Interpretable AI for Education: Unlocking Trustworthy Automated Scoring
By Yunsung Kim, Mike Hardy, Joseph Tey, Candace Thille, Chris Piech
Published on November 24, 2025| Vol. 1, Issue No. 1
Content Source
This is a curated briefing. The original article was published on cs.CL updates on arXiv.org.
Summary
This paper addresses the critical need for interpretable AI in large-scale automated educational scoring. It introduces a principled approach, defining four key interpretability principles (Faithfulness, Groundedness, Traceability, and Interchangeability - FGTI) tailored to various assessment stakeholders. To demonstrate feasibility, the authors developed the AnalyticScore framework for short answer scoring. AnalyticScore leverages Large Language Models (LLMs) to extract and featurize explicitly identifiable, human-interpretable elements from responses, subsequently applying an intuitive ordinal logistic regression model for scoring.

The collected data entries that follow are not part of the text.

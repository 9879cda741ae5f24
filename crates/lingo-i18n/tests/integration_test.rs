//! Integration tests for the translator

use lingo_common::test_utils::{create_temp_dir, init_test_logging, lang_fixtures, write_fixture};
use lingo_config::LangConfig;
use lingo_i18n::{vars, RequestSignals, SharedTranslator, Translator, Vars};
use proptest::prelude::*;
use std::collections::HashMap;
use tempfile::TempDir;

/// One resource file per supported format
fn create_test_resources() -> TempDir {
    let dir = create_temp_dir();
    write_fixture(dir.path(), "en-us.json", lang_fixtures::en_us_json());
    write_fixture(dir.path(), "zh-cn.toml", lang_fixtures::zh_cn_toml());
    write_fixture(dir.path(), "de.yaml", lang_fixtures::de_yaml());
    dir
}

#[test]
fn test_set_then_get_is_case_insensitive() {
    let mut translator = Translator::new();
    translator.set("Page.Title", "Home", None);

    for key in ["page.title", "PAGE.TITLE", "Page.Title", "pAGE.tITLE"] {
        assert!(translator.has(key, None));
        assert_eq!(translator.text(key), "Home");
    }
}

#[test]
fn test_first_file_in_a_batch_wins() {
    let dir = create_temp_dir();
    let a = write_fixture(dir.path(), "a.json", r#"{"hello": "from a"}"#);
    let b = write_fixture(dir.path(), "b.yaml", "hello: from b\nbye: from b\n");
    let mut translator = Translator::new();

    translator.load(&[a, b], Some("en"));
    assert_eq!(translator.get("hello", &Vars::none(), Some("en")), "from a");
    assert_eq!(translator.get("bye", &Vars::none(), Some("en")), "from b");
}

#[test]
fn test_load_keeps_existing_and_set_overwrites() {
    init_test_logging();
    let dir = create_temp_dir();
    let first = write_fixture(dir.path(), "first.json", r#"{"x": "first"}"#);
    let second = write_fixture(dir.path(), "second.json", r#"{"x": "second"}"#);
    let mut translator = Translator::new();

    translator.load_file(&first, None);
    translator.load_file(&second, None);
    assert_eq!(translator.text("x"), "first");

    translator.set("x", "new", None);
    assert_eq!(translator.text("x"), "new");
}

#[test]
fn test_case_collision_in_one_file_keeps_later_key() {
    let dir = create_temp_dir();
    let json = write_fixture(dir.path(), "dup.json", r#"{"hello": "first", "HELLO": "second"}"#);
    let toml = write_fixture(dir.path(), "dup.toml", "HELLO = \"first\"\nhello = \"second\"\n");
    let mut translator = Translator::new();

    translator.load_file(&json, Some("en"));
    translator.load_file(&toml, Some("de"));
    assert_eq!(translator.get("hello", &Vars::none(), Some("en")), "second");
    assert_eq!(translator.get("hello", &Vars::none(), Some("de")), "second");
}

#[test]
fn test_every_format_loads() {
    let dir = create_test_resources();
    let mut translator = Translator::new();

    translator.load_file(dir.path().join("en-us.json"), Some("en-us"));
    translator.load_file(dir.path().join("zh-cn.toml"), None);
    translator.load_file(dir.path().join("de.yaml"), Some("de"));

    assert_eq!(translator.get("hello", &Vars::none(), Some("en-us")), "Hello!");
    assert_eq!(translator.text("hello"), "你好！");
    assert_eq!(translator.get("hello", &Vars::none(), Some("de")), "Hallo!");
    assert_eq!(translator.locales(), vec!["de", "en-us", "zh-cn"]);
}

#[test]
fn test_broken_and_missing_files_are_skipped() {
    let dir = create_temp_dir();
    let broken = write_fixture(dir.path(), "broken.toml", "= nope");
    let good = write_fixture(dir.path(), "good.json", r#"{"ok": "yes"}"#);
    let mut translator = Translator::new();

    let table = translator.load(
        &[broken, dir.path().join("missing.json"), good],
        None,
    );
    assert_eq!(table.len(), 1);
    assert_eq!(translator.text("ok"), "yes");
}

#[test]
fn test_unknown_key_renders_as_itself() {
    let translator = Translator::new();
    assert_eq!(translator.text("unknown_key"), "unknown_key");
    assert!(!translator.has("unknown_key", None));
}

#[test]
fn test_positional_and_named_greetings() {
    let dir = create_test_resources();
    let mut translator = Translator::new();
    translator.set_locale("en-us");
    translator.load_file(dir.path().join("en-us.json"), None);

    assert_eq!(translator.get("greet", &vars!["World"], None), "Hello, World!");
    assert_eq!(
        translator.get("greet2", &vars! {"name" => "World"}, None),
        "Hello, World!"
    );
    assert_eq!(
        translator.get("greet", &vars!["世界"], Some("zh-cn")),
        "greet"
    );
}

#[test]
fn test_param_beats_cookie() {
    let mut translator = Translator::new();
    let request = RequestSignals::new()
        .with_param("lang", "en")
        .with_cookie("think_var", "de")
        .with_accept_language("fr");
    assert_eq!(translator.detect(&request), "en");
}

#[test]
fn test_allow_list_rejects_candidate() {
    let mut translator = Translator::new();
    translator.set_allow_list(["en", "zh-cn"]);

    let request = RequestSignals::new().with_param("lang", "fr");
    assert_eq!(translator.detect(&request), "zh-cn");
    assert_eq!(translator.locale(), "zh-cn");
}

#[test]
fn test_accept_language_alias() {
    let mut translator = Translator::new();
    translator.set_locale("en");
    let request = RequestSignals::new().with_accept_language("zh-Hans-CN,en;q=0.9");
    assert_eq!(translator.detect(&request), "zh-cn");
}

#[test]
fn test_alias_setter_merges() {
    let mut translator = Translator::new();
    translator.set_accept_language([("zh-hant-tw", "zh-tw")]);

    assert_eq!(translator.accept_language().len(), 2);
    let request = RequestSignals::new().with_accept_language("zh-Hans-CN");
    assert_eq!(translator.detect(&request), "zh-cn");
    let request = RequestSignals::new().with_accept_language("zh-Hant-TW");
    assert_eq!(translator.detect(&request), "zh-tw");
}

#[test]
fn test_from_config_loads_extend_list() {
    let dir = create_test_resources();
    let mut extend_list = HashMap::new();
    extend_list.insert(
        "en-us".to_string(),
        vec![dir.path().join("en-us.json")],
    );
    let config = LangConfig {
        default_lang: "en-us".to_string(),
        allow_lang_list: vec!["en-us".to_string(), "de".to_string()],
        lang_dir: Some(dir.path().to_path_buf()),
        extend_list,
        ..LangConfig::default()
    };

    let mut translator = Translator::from_config(&config).unwrap();
    assert_eq!(translator.locale(), "en-us");
    assert_eq!(translator.text("hello"), "Hello!");

    translator.load_locale_pack(Some("de"));
    let request = RequestSignals::new().with_cookie("think_var", "DE");
    assert_eq!(translator.detect(&request), "de");
    assert_eq!(translator.text("hello"), "Hallo!");
}

#[test]
fn test_from_config_mixed_case_locale_survives_detection() {
    let dir = create_test_resources();
    let config = LangConfig {
        default_lang: "en-US".to_string(),
        allow_lang_list: vec!["en-US".to_string()],
        extend_list: HashMap::from([(
            "en-US".to_string(),
            vec![dir.path().join("en-us.json")],
        )]),
        ..LangConfig::default()
    };

    let mut translator = Translator::from_config(&config).unwrap();
    assert_eq!(translator.text("hello"), "Hello!");

    let request = RequestSignals::new().with_param("lang", "en-US");
    assert_eq!(translator.detect(&request), "en-us");
    assert_eq!(translator.text("hello"), "Hello!");
}

#[test]
fn test_from_config_rejects_invalid_config() {
    let config = LangConfig {
        detect_var: String::new(),
        ..LangConfig::default()
    };
    assert!(Translator::from_config(&config).is_err());
}

#[test]
fn test_shared_translator_sees_loads() {
    let dir = create_test_resources();
    let shared = SharedTranslator::new(Translator::new());

    let entries = shared.load(&[dir.path().join("zh-cn.toml")], None);
    assert_eq!(entries, 3);
    assert_eq!(
        shared.get("greet2", &vars! {"name" => "世界"}, None),
        "你好，世界！"
    );
}

proptest! {
    #[test]
    fn prop_keys_are_case_insensitive(key in "[A-Za-z][A-Za-z0-9_.]{0,15}", value in "\\PC{0,20}") {
        let mut translator = Translator::new();
        translator.set(&key, value.clone(), None);

        prop_assert!(translator.has(&key.to_uppercase(), None));
        prop_assert!(translator.has(&key.to_lowercase(), None));
        prop_assert_eq!(translator.get(&key.to_uppercase(), &Vars::none(), None), value);
    }

    #[test]
    fn prop_set_always_beats_load(key in "[a-z]{1,8}", manual in "[a-z]{1,8}", loaded in "[a-z]{1,8}") {
        let dir = create_temp_dir();
        let file = write_fixture(
            dir.path(),
            "x.json",
            &serde_json::json!({ key.clone(): loaded }).to_string(),
        );
        let mut translator = Translator::new();

        translator.set(&key, manual.clone(), None);
        translator.load_file(&file, None);
        prop_assert_eq!(translator.text(&key), manual);
    }
}
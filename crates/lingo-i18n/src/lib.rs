//! # Lingo I18n
//!
//! Runtime localization engine: per-locale message catalogs with
//! case-insensitive keys, request-driven locale detection, and two
//! interpolation dialects for rendering stored templates.
//!
//! - [`ResourceStore`] keeps one [`MessageTable`] per locale. Keys are
//!   lower-cased on every write and read.
//! - [`Translator`] owns the store together with the active locale and the
//!   detection settings, and is the type applications talk to.
//! - [`Vars`] selects the interpolation dialect: `printf`-style positional
//!   arguments or `{:name}` placeholders.
//!
//! Missing data never fails a lookup: an unknown key renders as the key
//! itself and unreadable resource files are skipped.
//!
//! # Example
//!
//! ```rust
//! use lingo_i18n::{vars, RequestSignals, Translator};
//!
//! let mut translator = Translator::new();
//! translator.set("greet", "Hello, %s!", Some("en-us"));
//! translator.set("greet2", "Hello, {:name}!", Some("en-us"));
//!
//! let request = RequestSignals::new().with_param("lang", "en-US");
//! assert_eq!(translator.detect(&request), "en-us");
//!
//! assert_eq!(translator.get("greet", &vars!["World"], None), "Hello, World!");
//! assert_eq!(translator.get("greet2", &vars! {"name" => "World"}, None), "Hello, World!");
//! assert_eq!(translator.text("missing.key"), "missing.key");
//! ```

#![warn(missing_docs)]
#![warn(clippy::all)]
#![warn(clippy::pedantic)]
#![warn(clippy::nursery)]
#![allow(clippy::module_name_repetitions)]

pub mod detect;
pub mod error;
pub mod format;
pub mod request;
pub mod resource;
pub mod shared;
pub mod store;
pub mod translator;
pub mod vars;

pub use detect::{accept_language_token, DetectionConfig, Signal};
pub use error::FormatError;
pub use format::{sprintf, FormatArg};
pub use request::{LocaleRequest, RequestSignals, ACCEPT_LANGUAGE};
pub use resource::{FileResourceLoader, ResourceFormat, ResourceLoader};
pub use shared::SharedTranslator;
pub use store::{normalize_key, MessageTable, ResourceStore};
pub use translator::{Translator, DEFAULT_LOCALE};
pub use vars::{interpolate_named, Vars};
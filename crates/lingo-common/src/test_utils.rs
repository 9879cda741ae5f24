//! Test utilities and shared test helpers for Lingo.
//!
//! This module provides common testing utilities, fixtures, and helper functions
//! that can be used across all crates in the workspace for unit and integration testing.

use std::fs;
use std::path::{Path, PathBuf};
use std::sync::Once;
use tracing_subscriber::{fmt, EnvFilter};

/// Initialize test logging once per test run.
static INIT: Once = Once::new();

/// Initialize logging for tests with a sensible default configuration.
/// This function is safe to call multiple times and will only initialize once.
pub fn init_test_logging() {
    INIT.call_once(|| {
        let filter = EnvFilter::try_from_default_env().unwrap_or_else(|_| EnvFilter::new("debug"));

        let _ = fmt().with_test_writer().with_env_filter(filter).try_init();
    });
}

/// Create a temporary directory for tests that automatically cleans up.
pub fn create_temp_dir() -> tempfile::TempDir {
    tempfile::tempdir().expect("Failed to create temporary directory")
}

/// Write `content` to `dir/name` and return the full path.
pub fn write_fixture(dir: &Path, name: &str, content: &str) -> PathBuf {
    let path = dir.join(name);
    if let Some(parent) = path.parent() {
        fs::create_dir_all(parent).expect("Failed to create fixture directory");
    }
    fs::write(&path, content).expect("Failed to write fixture");
    path
}

/// Resource-file fixtures in each supported format.
pub mod lang_fixtures {
    /// English pack as JSON.
    pub fn en_us_json() -> &'static str {
        r#"{
    "Hello": "Hello!",
    "greet": "Hello, %s!",
    "greet2": "Hello, {:name}!",
    "items": "%d items",
    "enabled": true,
    "retries": 3,
    "nested": { "ignored": "yes" }
}"#
    }

    /// Simplified Chinese pack as TOML.
    pub fn zh_cn_toml() -> &'static str {
        r#"
hello = "你好！"
greet = "你好，%s！"
greet2 = "你好，{:name}！"
"#
    }

    /// German pack as YAML.
    pub fn de_yaml() -> &'static str {
        concat!(
            "hello: \"Hallo!\"\n",
            "greet: \"Hallo, %s!\"\n",
            "greet2: \"Hallo, {:name}!\"\n",
        )
    }

    /// A JSON document whose top level is not a mapping.
    pub fn not_a_mapping_json() -> &'static str {
        r#"["hello", "world"]"#
    }
}

/// Property-based testing utilities using proptest.
pub mod property_testing {
    use proptest::prelude::*;

    /// Strategy for message keys in mixed ASCII case.
    pub fn key_strategy() -> impl Strategy<Value = String> {
        r"[a-zA-Z][a-zA-Z0-9_.]{0,24}".prop_map(|s| s.to_string())
    }

    /// Strategy for message values free of placeholder syntax.
    pub fn value_strategy() -> impl Strategy<Value = String> {
        r"[a-zA-Z0-9 ,.!?]{0,40}".prop_map(|s| s.to_string())
    }

    /// Strategy for plausible locale identifiers.
    pub fn locale_strategy() -> impl Strategy<Value = String> {
        r"[a-z]{2}(-[a-z]{2})?".prop_map(|s| s.to_string())
    }
}
//! Resource file loading.
//!
//! A resource file is anything that evaluates to a flat mapping from message
//! key to string. [`FileResourceLoader`] reads JSON, TOML and YAML files,
//! picking the parser from the extension. Anything it cannot turn into a
//! mapping is reported as `None`, never as an error.

use std::fmt;
use std::fs;
use std::path::Path;
use tracing::{debug, warn};

/// Source of key/value pairs for [`ResourceStore::load`](crate::ResourceStore::load).
pub trait ResourceLoader: fmt::Debug + Send + Sync {
    /// Reads `path` into key/value pairs in file order.
    ///
    /// Returns `None` when the path is not a readable resource or does not
    /// evaluate to a mapping.
    fn read(&self, path: &Path) -> Option<Vec<(String, String)>>;
}

/// Supported resource file formats
#[derive(Debug, Clone, Copy, PartialEq, Eq, Hash)]
pub enum ResourceFormat {
    /// `.json`
    Json,
    /// `.toml`
    Toml,
    /// `.yaml` / `.yml`
    Yaml,
}

impl ResourceFormat {
    /// All formats, in the order locale packs are probed.
    pub const ALL: [Self; 3] = [Self::Json, Self::Toml, Self::Yaml];

    /// Detect the format from a file extension (case-insensitive)
    pub fn from_path(path: &Path) -> Option<Self> {
        let ext = path.extension()?.to_str()?.to_ascii_lowercase();
        match ext.as_str() {
            "json" => Some(Self::Json),
            "toml" => Some(Self::Toml),
            "yaml" | "yml" => Some(Self::Yaml),
            _ => None,
        }
    }

    /// File extensions recognised for this format
    pub const fn extensions(self) -> &'static [&'static str] {
        match self {
            Self::Json => &["json"],
            Self::Toml => &["toml"],
            Self::Yaml => &["yaml", "yml"],
        }
    }

    /// Parse `content` into key/value pairs.
    ///
    /// Strings are kept as is, numbers and booleans are stringified, and
    /// nulls, arrays and nested mappings are dropped. A top level that is
    /// not a mapping is an error.
    pub fn parse(self, content: &str) -> Result<Vec<(String, String)>, String> {
        match self {
            Self::Json => parse_json(content),
            Self::Toml => parse_toml(content),
            Self::Yaml => parse_yaml(content),
        }
    }
}

impl fmt::Display for ResourceFormat {
    fn fmt(&self, f: &mut fmt::Formatter<'_>) -> fmt::Result {
        f.write_str(self.extensions()[0])
    }
}

fn parse_json(content: &str) -> Result<Vec<(String, String)>, String> {
    let value: serde_json::Value = serde_json::from_str(content).map_err(|e| e.to_string())?;
    let serde_json::Value::Object(map) = value else {
        return Err("top level is not an object".to_string());
    };

    Ok(map
        .into_iter()
        .filter_map(|(key, value)| {
            let text = match value {
                serde_json::Value::String(s) => s,
                serde_json::Value::Number(n) => n.to_string(),
                serde_json::Value::Bool(b) => b.to_string(),
                _ => return None,
            };
            Some((key, text))
        })
        .collect())
}

fn parse_toml(content: &str) -> Result<Vec<(String, String)>, String> {
    let table: toml::Table = content.parse().map_err(|e: toml::de::Error| e.to_string())?;

    Ok(table
        .into_iter()
        .filter_map(|(key, value)| {
            let text = match value {
                toml::Value::String(s) => s,
                toml::Value::Integer(i) => i.to_string(),
                toml::Value::Float(f) => f.to_string(),
                toml::Value::Boolean(b) => b.to_string(),
                toml::Value::Datetime(d) => d.to_string(),
                toml::Value::Array(_) | toml::Value::Table(_) => return None,
            };
            Some((key, text))
        })
        .collect())
}

fn parse_yaml(content: &str) -> Result<Vec<(String, String)>, String> {
    let value: serde_yaml::Value = serde_yaml::from_str(content).map_err(|e| e.to_string())?;
    let serde_yaml::Value::Mapping(map) = value else {
        return Err("top level is not a mapping".to_string());
    };

    Ok(map
        .into_iter()
        .filter_map(|(key, value)| Some((yaml_scalar(key)?, yaml_scalar(value)?)))
        .collect())
}

fn yaml_scalar(value: serde_yaml::Value) -> Option<String> {
    match value {
        serde_yaml::Value::String(s) => Some(s),
        serde_yaml::Value::Number(n) => Some(n.to_string()),
        serde_yaml::Value::Bool(b) => Some(b.to_string()),
        serde_yaml::Value::Tagged(tagged) => yaml_scalar(tagged.value),
        _ => None,
    }
}

/// Reads resource files from the local file system.
#[derive(Debug, Default, Clone, Copy)]
pub struct FileResourceLoader;

impl ResourceLoader for FileResourceLoader {
    fn read(&self, path: &Path) -> Option<Vec<(String, String)>> {
        if !path.is_file() {
            debug!(path = %path.display(), "resource file not found, skipping");
            return None;
        }

        let Some(format) = ResourceFormat::from_path(path) else {
            debug!(path = %path.display(), "unrecognised resource extension, skipping");
            return None;
        };

        let content = match fs::read_to_string(path) {
            Ok(content) => content,
            Err(e) => {
                warn!(path = %path.display(), error = %e, "failed to read resource file");
                return None;
            }
        };

        match format.parse(&content) {
            Ok(entries) => Some(entries),
            Err(message) => {
                warn!(path = %path.display(), %format, error = %message, "ignoring malformed resource file");
                None
            }
        }
    }
}

#[cfg(test)]
mod tests {
    use super::*;
    use lingo_common::test_utils::{create_temp_dir, lang_fixtures, write_fixture};
    use std::collections::HashMap;

    fn as_map(entries: Vec<(String, String)>) -> HashMap<String, String> {
        entries.into_iter().collect()
    }

    #[test]
    fn test_format_from_path() {
        assert_eq!(
            ResourceFormat::from_path(Path::new("en.json")),
            Some(ResourceFormat::Json)
        );
        assert_eq!(
            ResourceFormat::from_path(Path::new("zh-cn.TOML")),
            Some(ResourceFormat::Toml)
        );
        assert_eq!(
            ResourceFormat::from_path(Path::new("de.yml")),
            Some(ResourceFormat::Yaml)
        );
        assert_eq!(ResourceFormat::from_path(Path::new("en.php")), None);
        assert_eq!(ResourceFormat::from_path(Path::new("README")), None);
    }

    #[test]
    fn test_parse_json_scalars_only() {
        let map = as_map(ResourceFormat::Json.parse(lang_fixtures::en_us_json()).unwrap());
        assert_eq!(map["Hello"], "Hello!");
        assert_eq!(map["enabled"], "true");
        assert_eq!(map["retries"], "3");
        assert!(!map.contains_key("nested"));
    }

    #[test]
    fn test_parse_toml() {
        let map = as_map(ResourceFormat::Toml.parse(lang_fixtures::zh_cn_toml()).unwrap());
        assert_eq!(map["hello"], "你好！");
        assert_eq!(map["greet2"], "你好，{:name}！");
    }

    #[test]
    fn test_parse_yaml() {
        let map = as_map(ResourceFormat::Yaml.parse(lang_fixtures::de_yaml()).unwrap());
        assert_eq!(map["hello"], "Hallo!");
        assert_eq!(map.len(), 3);
    }

    #[test]
    fn test_parse_keeps_file_order() {
        let keys = |entries: Vec<(String, String)>| -> Vec<String> {
            entries.into_iter().map(|(k, _)| k).collect()
        };

        let json = ResourceFormat::Json
            .parse(r#"{"zeta": "1", "Alpha": "2", "mid": "3"}"#)
            .unwrap();
        assert_eq!(keys(json), ["zeta", "Alpha", "mid"]);

        let toml = ResourceFormat::Toml
            .parse("zeta = \"1\"\nAlpha = \"2\"\nmid = \"3\"\n")
            .unwrap();
        assert_eq!(keys(toml), ["zeta", "Alpha", "mid"]);

        let yaml = ResourceFormat::Yaml
            .parse("zeta: '1'\nAlpha: '2'\nmid: '3'\n")
            .unwrap();
        assert_eq!(keys(yaml), ["zeta", "Alpha", "mid"]);
    }

    #[test]
    fn test_parse_rejects_non_mapping() {
        assert!(ResourceFormat::Json
            .parse(lang_fixtures::not_a_mapping_json())
            .is_err());
        assert!(ResourceFormat::Yaml.parse("- a\n- b\n").is_err());
        assert!(ResourceFormat::Toml.parse("not = [valid").is_err());
    }

    #[test]
    fn test_file_loader_reads_by_extension() {
        let dir = create_temp_dir();
        let path = write_fixture(dir.path(), "en-us.json", lang_fixtures::en_us_json());

        let entries = FileResourceLoader.read(&path).unwrap();
        assert!(entries.iter().any(|(k, v)| k == "greet" && v == "Hello, %s!"));
    }

    #[test]
    fn test_file_loader_soft_failures() {
        let dir = create_temp_dir();
        let malformed = write_fixture(dir.path(), "broken.json", "{ not json");
        let unknown = write_fixture(dir.path(), "en.php", "<?php return [];");
        let list = write_fixture(dir.path(), "list.json", lang_fixtures::not_a_mapping_json());

        assert!(FileResourceLoader.read(&malformed).is_none());
        assert!(FileResourceLoader.read(&unknown).is_none());
        assert!(FileResourceLoader.read(&list).is_none());
        assert!(FileResourceLoader.read(&dir.path().join("absent.json")).is_none());
        assert!(FileResourceLoader.read(dir.path()).is_none());
    }
}
//! Locale detection signals.
//!
//! Signals are consulted in a fixed order and the first non-empty one
//! provides the candidate locale:
//!
//! 1. the request parameter named by [`DetectionConfig::detect_var`]
//! 2. the cookie named by [`DetectionConfig::cookie_var`]
//! 3. the leading ASCII `[A-Za-z0-9-]+` token of `Accept-Language`, rewritten
//!    through the alias table

use crate::request::{LocaleRequest, ACCEPT_LANGUAGE};
use lingo_common::non_empty;
use lingo_config::{default_accept_language, DEFAULT_COOKIE_VAR, DEFAULT_DETECT_VAR};
use once_cell::sync::Lazy;
use regex::Regex;
use std::collections::HashMap;
use std::fmt;

static LEADING_TAG: Lazy<Regex> =
    Lazy::new(|| Regex::new(r"^[A-Za-z0-9-]+").expect("leading language tag pattern is valid"));

/// Which signal produced a candidate locale
#[derive(Debug, Clone, Copy, PartialEq, Eq, Hash)]
pub enum Signal {
    /// Request parameter
    Param,
    /// Cookie
    Cookie,
    /// `Accept-Language` header
    AcceptLanguage,
}

impl fmt::Display for Signal {
    fn fmt(&self, f: &mut fmt::Formatter<'_>) -> fmt::Result {
        f.write_str(match self {
            Self::Param => "param",
            Self::Cookie => "cookie",
            Self::AcceptLanguage => "accept-language",
        })
    }
}

/// Names and aliases used to pull a candidate locale out of a request.
#[derive(Debug, Clone, PartialEq, Eq)]
pub struct DetectionConfig {
    /// Request parameter for explicit selection
    pub detect_var: String,
    /// Cookie consulted when the parameter is absent
    pub cookie_var: String,
    /// Raw `Accept-Language` token → canonical locale
    pub aliases: HashMap<String, String>,
}

impl Default for DetectionConfig {
    fn default() -> Self {
        Self {
            detect_var: DEFAULT_DETECT_VAR.to_string(),
            cookie_var: DEFAULT_COOKIE_VAR.to_string(),
            aliases: default_accept_language(),
        }
    }
}

impl DetectionConfig {
    /// Merges aliases into the table; later entries replace earlier ones
    /// with the same (lower-cased) token, other aliases are kept.
    pub fn merge_aliases<I, K, V>(&mut self, aliases: I)
    where
        I: IntoIterator<Item = (K, V)>,
        K: AsRef<str>,
        V: Into<String>,
    {
        for (token, locale) in aliases {
            self.aliases
                .insert(token.as_ref().to_lowercase(), locale.into());
        }
    }

    /// Candidate locale from the first signal that carries a value.
    ///
    /// The result is lower-cased. `None` when no signal yields anything,
    /// including an `Accept-Language` value that does not start with a
    /// language tag.
    pub fn candidate<R>(&self, request: &R) -> Option<(Signal, String)>
    where
        R: LocaleRequest + ?Sized,
    {
        if let Some(value) = non_empty(request.param(&self.detect_var)) {
            return Some((Signal::Param, value.to_lowercase()));
        }

        if let Some(value) = non_empty(request.cookie(&self.cookie_var)) {
            return Some((Signal::Cookie, value.to_lowercase()));
        }

        let header = non_empty(request.header(ACCEPT_LANGUAGE))?;
        let token = accept_language_token(header)?;
        let locale = self.aliases.get(&token).cloned().unwrap_or(token);
        Some((Signal::AcceptLanguage, locale))
    }
}

/// Leading language tag of an `Accept-Language` value, lower-cased.
///
/// ```rust
/// use lingo_i18n::accept_language_token;
///
/// assert_eq!(accept_language_token("zh-Hans-CN,en;q=0.9").as_deref(), Some("zh-hans-cn"));
/// assert_eq!(accept_language_token(";q=0.9"), None);
/// ```
pub fn accept_language_token(header: &str) -> Option<String> {
    LEADING_TAG
        .find(header)
        .map(|m| m.as_str().to_ascii_lowercase())
}
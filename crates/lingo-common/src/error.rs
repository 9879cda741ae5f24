//! Error types and utilities for Lingo

use std::path::{Path, PathBuf};
use thiserror::Error;

/// Result type alias for Lingo operations
pub type Result<T> = std::result::Result<T, LingoError>;

/// Main error type for Lingo operations.
///
/// Missing translations, unreadable resource files and malformed request
/// headers are not errors; the engine degrades on those. This type covers
/// configuration and I/O failures at the edges of the system.
#[derive(Error, Debug)]
pub enum LingoError {
    /// Configuration related errors
    #[error("Configuration error: {message}")]
    Config {
        /// What is wrong with the configuration
        message: String,
        /// Offending field, if known
        field: Option<String>,
    },

    /// I/O related errors
    #[error("I/O error: {0}")]
    Io(#[from] std::io::Error),

    /// A file could not be parsed in the format its extension announced
    #[error("Failed to parse {}: {message}", path.display())]
    Parse {
        /// File that failed to parse
        path: PathBuf,
        /// Parser message
        message: String,
    },

    /// Unsupported file format
    #[error("Unsupported file format: {}", path.display())]
    UnsupportedFormat {
        /// File with the unknown extension
        path: PathBuf,
    },

    /// Logging could not be initialised
    #[error("Logging error: {0}")]
    Logging(String),
}

impl LingoError {
    /// Create a new configuration error
    pub fn config(msg: impl Into<String>) -> Self {
        Self::Config {
            message: msg.into(),
            field: None,
        }
    }

    /// Create a new configuration error tied to a field
    pub fn config_field(msg: impl Into<String>, field: impl Into<String>) -> Self {
        Self::Config {
            message: msg.into(),
            field: Some(field.into()),
        }
    }

    /// Create a new parse error
    pub fn parse(path: impl AsRef<Path>, msg: impl ToString) -> Self {
        Self::Parse {
            path: path.as_ref().to_path_buf(),
            message: msg.to_string(),
        }
    }

    /// Offending configuration field, if this is a field-level error
    pub fn field(&self) -> Option<&str> {
        match self {
            Self::Config { field, .. } => field.as_deref(),
            _ => None,
        }
    }
}

#[cfg(test)]
mod tests {
    use super::*;

    #[test]
    fn test_config_error_display() {
        let err = LingoError::config("default_lang cannot be empty");
        assert_eq!(
            err.to_string(),
            "Configuration error: default_lang cannot be empty"
        );
        assert!(err.field().is_none());
    }

    #[test]
    fn test_config_field_error() {
        let err = LingoError::config_field("must not be empty", "cookie_var");
        assert_eq!(err.field(), Some("cookie_var"));
    }

    #[test]
    fn test_parse_error_mentions_path() {
        let err = LingoError::parse("lang/en-us.toml", "expected a table");
        let text = err.to_string();
        assert!(text.contains("lang/en-us.toml"));
        assert!(text.contains("expected a table"));
    }

    #[test]
    fn test_io_error_conversion() {
        let io = std::io::Error::new(std::io::ErrorKind::NotFound, "gone");
        let err: LingoError = io.into();
        assert!(matches!(err, LingoError::Io(_)));
    }
}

Crucially, AnalyticScore not only outperforms many uninterpretable scoring methods and is competitive with state-of-the-art uninterpretable solutions but also demonstrates strong alignment with human annotators in its featurization behavior.
Why It Matters
This research is highly significant for AI professionals, particularly those working on high-stakes applications and ethical AI. The push for interpretable AI in educational assessment directly tackles the "black box" problem in a domain where decisions profoundly impact individuals' lives and futures. Achieving transparency and explainability here is not just an academic exercise; it's a fundamental requirement for building trust and facilitating wider adoption of AI systems. For professionals, this highlights a critical trend: the shift from prioritizing solely predictive accuracy to integrating interpretability and fairness as core design principles, especially as regulatory pressures around AI ethics intensify. Furthermore, the innovative use of Large Language Models (LLMs) for extracting human-interpretable features demonstrates a powerful paradigm beyond mere content generation, showcasing their potential for robust, explainable analytical tasks. This framework could serve as a blueprint for developing trustworthy AI solutions in other sensitive sectors, such as HR, legal, or healthcare, where explainable decision-making is paramount, ultimately advancing the broader goal of responsible and impactful AI deployment.